After a year of clerking for a federal district judge in Oakland, Schultz practiced intellectual property law for Fish & Richardson. He spent the past 4½ years as a staff attorney for the Electronic Frontier Foundation (EFF), a non-profit organization in San Francisco that protects the public interest in digital areas of free speech, privacy, innovation, and consumer rights.
Despite leaving Boalt, Schultz continued to help the clinic grow. He advocated for Mulligan’s hiring during her interview process and did pro bono work in connection with some of the clinic’s amicus briefs. Schultz has been a lecturer at Boalt for six semesters—teaching cyberlaw—while also leading an IP class at UC Berkeley’s School of Information.
He will focus on student instruction at the clinic, teaching its clinical seminar with Samuelson fellow Jennifer Lynch (clinic students must take an introductory seminar before choosing from various elective projects).

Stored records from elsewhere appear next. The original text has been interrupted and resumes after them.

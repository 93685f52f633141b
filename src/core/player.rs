//! Player identification and per-player data storage.
//!
//! ## PlayerId
//!
//! Seat index of a player. The board engine is two-player, but ids stay
//! opaque `u8` values so the per-player tables below never hardcode seats.
//!
//! ## PlayerMap
//!
//! Per-player storage backed by `Vec` for O(1) access, indexable by
//! `PlayerId`. Used for capture tallies, counters and digest keys.

use serde::{Deserialize, Serialize};
use std::ops::{Index, IndexMut};

/// Number of seats at every board.
pub const PLAYER_COUNT: usize = 2;

/// Seat index of a player (0-based).
#[derive(Clone, Copy, Debug, PartialEq, Eq, Hash, PartialOrd, Ord, Serialize, Deserialize)]
pub struct PlayerId(pub u8);

impl PlayerId {
    /// The player who moves first in a fresh game.
    pub const FIRST: PlayerId = PlayerId(0);

    /// The player who moves second.
    pub const SECOND: PlayerId = PlayerId(1);

    /// Create a new player ID.
    #[must_use]
    pub const fn new(id: u8) -> Self {
        Self(id)
    }

    /// Get the raw player index (0-based).
    #[must_use]
    pub const fn index(self) -> usize {
        self.0 as usize
    }

    /// The other seat.
    #[must_use]
    pub const fn opponent(self) -> Self {
        Self(1 - (self.0 & 1))
    }

    /// Iterate over both seats in turn order.
    pub fn both() -> impl Iterator<Item = PlayerId> {
        (0..PLAYER_COUNT as u8).map(PlayerId)
    }
}

impl std::fmt::Display for PlayerId {
    fn fmt(&self, f: &mut std::fmt::Formatter<'_>) -> std::fmt::Result {
        write!(f, "P{}", self.0)
    }
}

/// Per-player data storage with O(1) access.
///
/// ```
/// use rust_boardgame::core::{PlayerId, PlayerMap};
///
/// let mut tally: PlayerMap<u32> = PlayerMap::with_value(0);
/// tally[PlayerId::SECOND] += 2;
/// assert_eq!(tally[PlayerId::FIRST], 0);
/// assert_eq!(tally[PlayerId::SECOND], 2);
/// ```
#[derive(Clone, Debug, PartialEq, Eq, Hash, Serialize, Deserialize)]
pub struct PlayerMap<T> {
    data: Vec<T>,
}

impl<T> PlayerMap<T> {
    /// Create a map with values from a factory function.
    pub fn new(factory: impl Fn(PlayerId) -> T) -> Self {
        Self {
            data: PlayerId::both().map(factory).collect(),
        }
    }

    /// Create a map with every entry set to the same value.
    pub fn with_value(value: T) -> Self
    where
        T: Clone,
    {
        Self::new(|_| value.clone())
    }

    /// Iterate over (PlayerId, &T) pairs.
    pub fn iter(&self) -> impl Iterator<Item = (PlayerId, &T)> {
        self.data
            .iter()
            .enumerate()
            .map(|(i, v)| (PlayerId(i as u8), v))
    }
}

impl<T> Index<PlayerId> for PlayerMap<T> {
    type Output = T;

    fn index(&self, player: PlayerId) -> &Self::Output {
        &self.data[player.index()]
    }
}

impl<T> IndexMut<PlayerId> for PlayerMap<T> {
    fn index_mut(&mut self, player: PlayerId) -> &mut Self::Output {
        &mut self.data[player.index()]
    }
}

#[cfg(test)]
mod tests {
    use super::*;

    #[test]
    fn test_opponent_alternates() {
        assert_eq!(PlayerId::FIRST.opponent(), PlayerId::SECOND);
        assert_eq!(PlayerId::SECOND.opponent(), PlayerId::FIRST);
        assert_eq!(PlayerId::FIRST.opponent().opponent(), PlayerId::FIRST);
    }

    #[test]
    fn test_display() {
        assert_eq!(PlayerId::SECOND.to_string(), "P1");
    }

    #[test]
    fn test_player_map_factory() {
        let map: PlayerMap<usize> = PlayerMap::new(|p| p.index() * 10);

        assert_eq!(map[PlayerId::FIRST], 0);
        assert_eq!(map[PlayerId::SECOND], 10);
        assert_eq!(map.iter().count(), PLAYER_COUNT);
    }

    #[test]
    fn test_player_map_serialization() {
        let mut map: PlayerMap<i64> = PlayerMap::with_value(0);
        map[PlayerId::SECOND] = -4;

        let json = serde_json::to_string(&map).unwrap();
        let deserialized: PlayerMap<i64> = serde_json::from_str(&json).unwrap();
        assert_eq!(map, deserialized);
    }
}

Schultz will also work with students from UC Berkeley’s top-rated engineering and computer science departments, who bring a nuanced understanding of the technical issues involved.

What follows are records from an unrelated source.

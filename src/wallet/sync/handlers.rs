//! Standing notification handlers of an account.
//!
//! Both handlers stay registered for the life of the subscription. A broken
//! notification is logged and dropped; it never ends the subscription.

use crate::node::{NodeReply, SpentNotification, TxNotification};
use crate::utils::format_amount;
use crate::wallet::sync::{Account, AccountEvent, HandlerControl, ReceiptEvent};
use crate::wallet::{OutPoint, RecvTx, Utxo};

use tracing::{debug, error, info, warn};

impl Account {
	/// Registers the new-transaction handler under `id`.
	pub(super) fn register_new_tx_handler(&self, id: u64) {
		let this = self.this.clone();
		self.ctx.router.register(id, move |reply: NodeReply| {
			let this = this.clone();
			async move {
				match this.upgrade() {
					Some(account) => account.handle_new_tx_reply(reply).await,
					None => HandlerControl::Remove,
				}
			}
		});
	}

	/// Registers the spent-output handler under `id`.
	pub(super) fn register_spent_handler(&self, id: u64) {
		let this = self.this.clone();
		self.ctx.router.register(id, move |reply: NodeReply| {
			let this = this.clone();
			async move {
				match this.upgrade() {
					Some(account) => account.handle_spent_reply(reply).await,
					None => HandlerControl::Remove,
				}
			}
		});
	}

	async fn handle_new_tx_reply(&self, reply: NodeReply) -> HandlerControl {
		if let Some(e) = reply.error {
			error!("Tx handler: error {} received from node: {}", e.code, e.message);
			return HandlerControl::Keep;
		}
		// The node acknowledges a subscription with a null result.
		let Some(result) = reply.result else {
			return HandlerControl::Keep;
		};

		match TxNotification::from_value(&result) {
			Ok(notification) => {
				self.apply_tx_notification(notification).await;
				self.persist_best_effort().await;
			}
			Err(e) => error!("Tx handler: dropping notification: {}", e),
		}
		HandlerControl::Keep
	}

	/// Records a received output in history and, unless already spent, as a UTXO.
	///
	/// Used for live notifications and rescan results alike.
	pub(super) async fn apply_tx_notification(&self, n: TxNotification) {
		// Held until the notification is fully applied.
		let _slot = if n.is_confirmed() {
			Some(
				self.ctx
					.block_gate
					.acquire(n.block_hash, self.ctx.config.block_gate_timeout)
					.await,
			)
		} else {
			None
		};

		let recv = RecvTx {
			txid: n.txid,
			tx_out_index: n.tx_out_index,
			time_received: chrono::Utc::now().timestamp(),
			block_height: n.height,
			block_hash: n.block_hash,
			block_index: n.block_index,
			block_time: n.block_time,
			amount: n.amount,
			receiver_hash: n.receiver_hash.clone(),
		};

		self.ctx
			.ordering
			.wait_for_send(&n.txid, self.ctx.config.ordering_wait_timeout)
			.await;

		let previous = {
			let mut txs = self.txs.write().await;
			let previous = txs.inner.insert_recv_tx(recv.clone());
			txs.mark_dirty();
			previous
		};

		let receipt = match previous {
			None => self.ctx.notified.observe(n.outpoint(), n.is_confirmed()),
			// Recorded unconfirmed, possibly before a restart emptied the set.
			Some(old) if !old.is_confirmed() && n.is_confirmed() => {
				self.ctx.notified.observe(n.outpoint(), true);
				ReceiptEvent::Confirmed
			}
			Some(_) => ReceiptEvent::Duplicate,
		};

		let tip_height = self.ctx.chain.current_tip().map_or(n.height, |tip| tip.height);
		let detail = recv.tx_info(self.name(), tip_height, self.network());
		match receipt {
			ReceiptEvent::New => {
				self.emit(AccountEvent::NewTransaction {
					account: self.name().to_string(),
					detail,
				})
				.await;
			}
			ReceiptEvent::Confirmed => {
				self.emit(AccountEvent::TransactionConfirmed {
					account: self.name().to_string(),
					detail,
				})
				.await;
			}
			ReceiptEvent::Duplicate => debug!("Output {} already recorded", n.outpoint()),
		}

		if n.spent {
			return;
		}

		let utxo = Utxo {
			outpoint: n.outpoint(),
			amount: n.amount,
			height: n.height,
			addr_hash: n.receiver_hash,
			block_hash: n.block_hash,
			subscript: n.pk_script,
		};
		let first_seen = {
			let mut utxos = self.utxos.write().await;
			let previous = utxos.inner.insert(utxo.clone());
			utxos.mark_dirty();
			previous.is_none()
		};

		if first_seen {
			if let Err(e) = self.req_spent_utxo_ntfn(&utxo).await {
				warn!("Cannot request spend notification for {}: {}", utxo.outpoint, e);
			}
		}
		// Confirmed balances are refreshed per block by on_block_connected.
		if !utxo.is_confirmed() {
			self.emit_unconfirmed_balance().await;
		}
	}

	async fn handle_spent_reply(&self, reply: NodeReply) -> HandlerControl {
		if let Some(e) = reply.error {
			error!("Spent handler: error {} received from node: {}", e.code, e.message);
			return HandlerControl::Keep;
		}
		let Some(result) = reply.result else {
			return HandlerControl::Keep;
		};

		match SpentNotification::from_value(&result) {
			Ok(notification) => self.apply_spent(notification.outpoint).await,
			Err(e) => error!("Spent handler: dropping notification: {}", e),
		}
		HandlerControl::Keep
	}

	/// Removes a spent output so no balance counts it again.
	pub(super) async fn apply_spent(&self, outpoint: OutPoint) {
		let removed = {
			let mut utxos = self.utxos.write().await;
			let removed = utxos.inner.remove(&outpoint);
			if removed.is_some() {
				utxos.mark_dirty();
			}
			removed
		};

		match removed {
			Some(utxo) => {
				info!(
					"Output {} of account '{}' spent ({})",
					outpoint,
					self.name(),
					format_amount(utxo.amount)
				);
				self.persist_best_effort().await;
				self.emit_balances().await;
			}
			None => debug!("Spent output {} is not in the store", outpoint),
		}
	}
}

#[cfg(test)]
mod tests {
	use crate::node::{NodeReply, RpcError};
	use crate::wallet::history::tests::recv;
	use crate::wallet::sync::AccountEvent;
	use crate::wallet::sync::test_support::*;
	use crate::wallet::{
		OutPoint, SATOSHI_PER_BITCOIN, SendRecipient, SendTx, ShaHash, TxRecord, UNCONFIRMED_HEIGHT,
	};
	use serde_json::json;
	use std::time::Duration;

	#[tokio::test]
	async fn unconfirmed_then_mined_yields_one_new_and_one_confirmed() {
		let mut harness = Harness::new();
		let account = harness.tracked_account("default").await;

		harness.push_tx(&account, tx_payload(1, 0, -1, 5000));
		let first = harness.next_tx_event().await;
		assert!(matches!(first, AccountEvent::NewTransaction { .. }));

		harness.push_tx(&account, tx_payload(1, 0, -1, 5000));
		harness.push_tx(&account, tx_payload(1, 0, 99, 5000));
		let second = harness.next_tx_event().await;
		match second {
			AccountEvent::TransactionConfirmed { detail, .. } => assert_eq!(detail.confirmations, 2),
			other => panic!("unexpected event {:?}", other),
		}

		harness.settle().await;
		assert!(harness.no_more_tx_events());
		assert_eq!(account.txs.read().await.inner.len(), 1);
		let utxos = account.utxos.read().await;
		assert_eq!(utxos.inner.len(), 1);
		assert_eq!(utxos.inner.iter().next().unwrap().height, 99);
	}

	#[tokio::test]
	async fn mined_output_seen_twice_is_new_once() {
		let mut harness = Harness::new();
		let account = harness.tracked_account("default").await;

		harness.push_tx(&account, tx_payload(1, 0, 99, 5000));
		harness.push_tx(&account, tx_payload(1, 0, 99, 5000));
		assert!(matches!(harness.next_tx_event().await, AccountEvent::NewTransaction { .. }));

		harness.settle().await;
		assert!(harness.no_more_tx_events());
		assert_eq!(account.txs.read().await.inner.len(), 1);
	}

	#[tokio::test]
	async fn confirmation_of_restored_receipt_is_not_new() {
		let mut harness = Harness::new();
		let account = harness.tracked_account("default").await;
		account
			.txs
			.write()
			.await
			.inner
			.insert_recv_tx(recv(1, 0, UNCONFIRMED_HEIGHT, 5000));

		harness.push_tx(&account, tx_payload(1, 0, 99, 5000));
		assert!(matches!(
			harness.next_tx_event().await,
			AccountEvent::TransactionConfirmed { .. }
		));
		assert!(harness.ctx.notified.is_empty());
	}

	#[tokio::test]
	async fn unconfirmed_receipt_with_empty_block_hash_is_recorded() {
		let mut harness = Harness::new();
		let account = harness.tracked_account("default").await;
		let mut payload = tx_payload(1, 0, -1, 5000);
		payload["blockhash"] = json!("");
		harness.push_tx(&account, payload);

		assert!(matches!(harness.next_tx_event().await, AccountEvent::NewTransaction { .. }));
		assert_eq!(account.txs.read().await.inner.len(), 1);
		assert_eq!(account.utxos.read().await.inner.len(), 1);
	}

	#[tokio::test]
	async fn unconfirmed_receipt_publishes_unconfirmed_balance() {
		let mut harness = Harness::new();
		let account = harness.tracked_account("default").await;
		harness.push_tx(&account, tx_payload(1, 0, -1, 2 * SATOSHI_PER_BITCOIN as i64));
		harness.settle().await;

		let events = harness.drain_events();
		assert!(events.contains(&AccountEvent::UnconfirmedBalanceChanged {
			account: "default".to_string(),
			balance: 2.0,
		}));
		assert!(harness.repository.utxo_saves() >= 1);
	}

	#[tokio::test]
	async fn new_output_is_subscribed_for_spends() {
		let harness = Harness::new();
		let account = harness.tracked_account("default").await;
		harness.push_tx(&account, tx_payload(6, 2, 90, 1000));
		harness.settle().await;

		let last = harness.node.sent().last().unwrap().to_json();
		assert_eq!(last["method"], "notifyspent");
		assert_eq!(last["params"], json!([ShaHash([6; 32]).to_string(), 2]));
	}

	#[tokio::test]
	async fn spent_flag_records_history_only() {
		let harness = Harness::new();
		let account = harness.tracked_account("default").await;
		let mut payload = tx_payload(2, 0, 90, 1000);
		payload["spent"] = json!(true);
		harness.push_tx(&account, payload);
		harness.settle().await;

		assert_eq!(account.txs.read().await.inner.len(), 1);
		assert!(account.utxos.read().await.inner.is_empty());
	}

	#[tokio::test]
	async fn malformed_notifications_keep_the_subscription() {
		let harness = Harness::new();
		let account = harness.tracked_account("default").await;
		let id = account.state.read().await.new_tx_id.unwrap();

		let mut missing = tx_payload(3, 0, -1, 10);
		missing.as_object_mut().unwrap().remove("blockhash");
		harness.push_tx(&account, missing);
		harness.push_tx(&account, json!("not an object"));
		harness.ctx.router.dispatch(
			id,
			NodeReply {
				result: None,
				error: Some(RpcError {
					code: -1,
					message: "boom".to_string(),
				}),
			},
		);
		harness.push_tx(&account, tx_payload(3, 0, -1, 10));
		harness.settle().await;

		assert!(harness.ctx.router.is_registered(id));
		assert_eq!(account.txs.read().await.inner.len(), 1);
	}

	#[tokio::test]
	async fn spent_output_stops_counting() {
		let harness = Harness::new();
		let account = harness.tracked_account("default").await;
		harness.push_tx(&account, tx_payload(4, 1, 95, 5 * SATOSHI_PER_BITCOIN as i64));
		harness.settle().await;
		assert_eq!(account.calculate_balance(1).await, 5.0);

		harness.push_spent(&account, json!({"txhash": ShaHash([4; 32]).to_string(), "index": 1}));
		harness.push_spent(&account, json!({"txhash": ShaHash([4; 32]).to_string()}));
		harness.push_spent(&account, json!({"txhash": ShaHash([8; 32]).to_string(), "index": 0}));
		harness.settle().await;

		assert_eq!(account.calculate_balance(0).await, 0.0);
		assert!(account.utxos.read().await.inner.get(&OutPoint::new(ShaHash([4; 32]), 1)).is_none());
		let spent_id = account.state.read().await.spent_id.unwrap();
		assert!(harness.ctx.router.is_registered(spent_id));
	}

	fn self_payment(tag: u8) -> SendTx {
		SendTx {
			txid: ShaHash([tag; 32]),
			time_created: 1_700_000_000,
			block_height: UNCONFIRMED_HEIGHT,
			block_hash: ShaHash::ZERO,
			block_index: -1,
			block_time: 0,
			fee: 500,
			recipients: vec![SendRecipient {
				pubkey_hash: vec![tag; 20],
				amount: 1000,
			}],
		}
	}

	fn kinds(records: &[TxRecord]) -> Vec<&'static str> {
		records
			.iter()
			.map(|r| match r {
				TxRecord::Send(_) => "send",
				TxRecord::Recv(_) => "recv",
			})
			.collect()
	}

	#[tokio::test]
	async fn receive_during_send_waits_for_send_history() {
		let mut harness = Harness::new();
		let account = harness.tracked_account("default").await;

		let pending = account.begin_send(ShaHash([5; 32]));
		harness.push_tx(&account, tx_payload(5, 0, -1, 1000));
		tokio::time::sleep(Duration::from_millis(50)).await;
		assert!(account.txs.read().await.inner.is_empty());

		account.record_send_tx(pending, self_payment(5)).await;
		harness.next_tx_event().await;
		assert_eq!(kinds(account.txs.read().await.inner.records()), vec!["send", "recv"]);
		assert!(harness.ctx.ordering.is_empty());
	}

	#[tokio::test]
	async fn receive_after_send_is_recorded_immediately() {
		let mut harness = Harness::new();
		let account = harness.tracked_account("default").await;

		let pending = account.begin_send(ShaHash([5; 32]));
		account.record_send_tx(pending, self_payment(5)).await;
		harness.push_tx(&account, tx_payload(5, 0, -1, 1000));
		harness.next_tx_event().await;

		assert_eq!(kinds(account.txs.read().await.inner.records()), vec!["send", "recv"]);
	}

	#[tokio::test(start_paused = true)]
	async fn abandoned_send_does_not_block_forever() {
		let mut harness = Harness::with_config(crate::config::SyncConfig {
			ordering_wait_timeout: Duration::from_millis(100),
			..Default::default()
		});
		let account = harness.tracked_account("default").await;

		let pending = account.begin_send(ShaHash([5; 32]));
		harness.push_tx(&account, tx_payload(5, 0, -1, 1000));
		harness.next_tx_event().await;
		assert_eq!(kinds(account.txs.read().await.inner.records()), vec!["recv"]);
		drop(pending);
	}

	#[tokio::test]
	async fn block_connected_refreshes_balances() {
		let mut harness = Harness::new();
		let account = harness.tracked_account("default").await;
		harness.push_tx(&account, tx_payload(7, 0, 99, 3 * SATOSHI_PER_BITCOIN as i64));
		harness.settle().await;
		harness.drain_events();

		account.on_block_connected(harness.tip()).await;
		assert_eq!(
			harness.drain_events(),
			vec![
				AccountEvent::BalanceChanged {
					account: "default".to_string(),
					balance: 3.0
				},
				AccountEvent::UnconfirmedBalanceChanged {
					account: "default".to_string(),
					balance: 0.0
				},
			]
		);
	}
}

“I’d always been fascinated with technology’s impact on society and I always wanted to work for social justice,” he says. “At Boalt, I saw a way to merge those interests, and now the chance to come back full time and help impart that to current students is kind of a perfect storm. The more I delve into teaching, the more I enjoy it. To be able to do that here, especially in connection with the clinic, is a special opportunity.”
Mulligan says the clinic will benefit from Schultz’s intensive background in patent and intellectual property issues, and from his varied litigation experience. With her own background more steeped in legislative and regulative work, she expects Schultz’s arrival to help students participate more aggressively in a wide range of legal battles.
“He’s one of the people who first thought this type of clinic was important,” Mulligan says. “Jason was there at the very beginning to help create this opportunity, and he showed the power that students can have while they’re still students.”
As a student, Schultz wrote for the Berkeley Technology Law Journal. He was also a research assistant for Professor Pamela Samuelson—a pioneer in digital copyright law, intellectual property, cyberlaw and information policy and for whom the Samuelson Clinic was named. As director of the Berkeley Center for Law & Technology, Samuelson also planned conferences with Schultz that further sparked his interest in the field.
“I was hoping that Jason’s trajectory would bring him back to Berkeley,” she says. “With his experience in a big firm and his terrific work at EFF, Jason is about as perfect a complement and as perfect a hire that we could possibly find. He’s a great example of what Boalt students can do, and I think he’ll bring out the best in them.”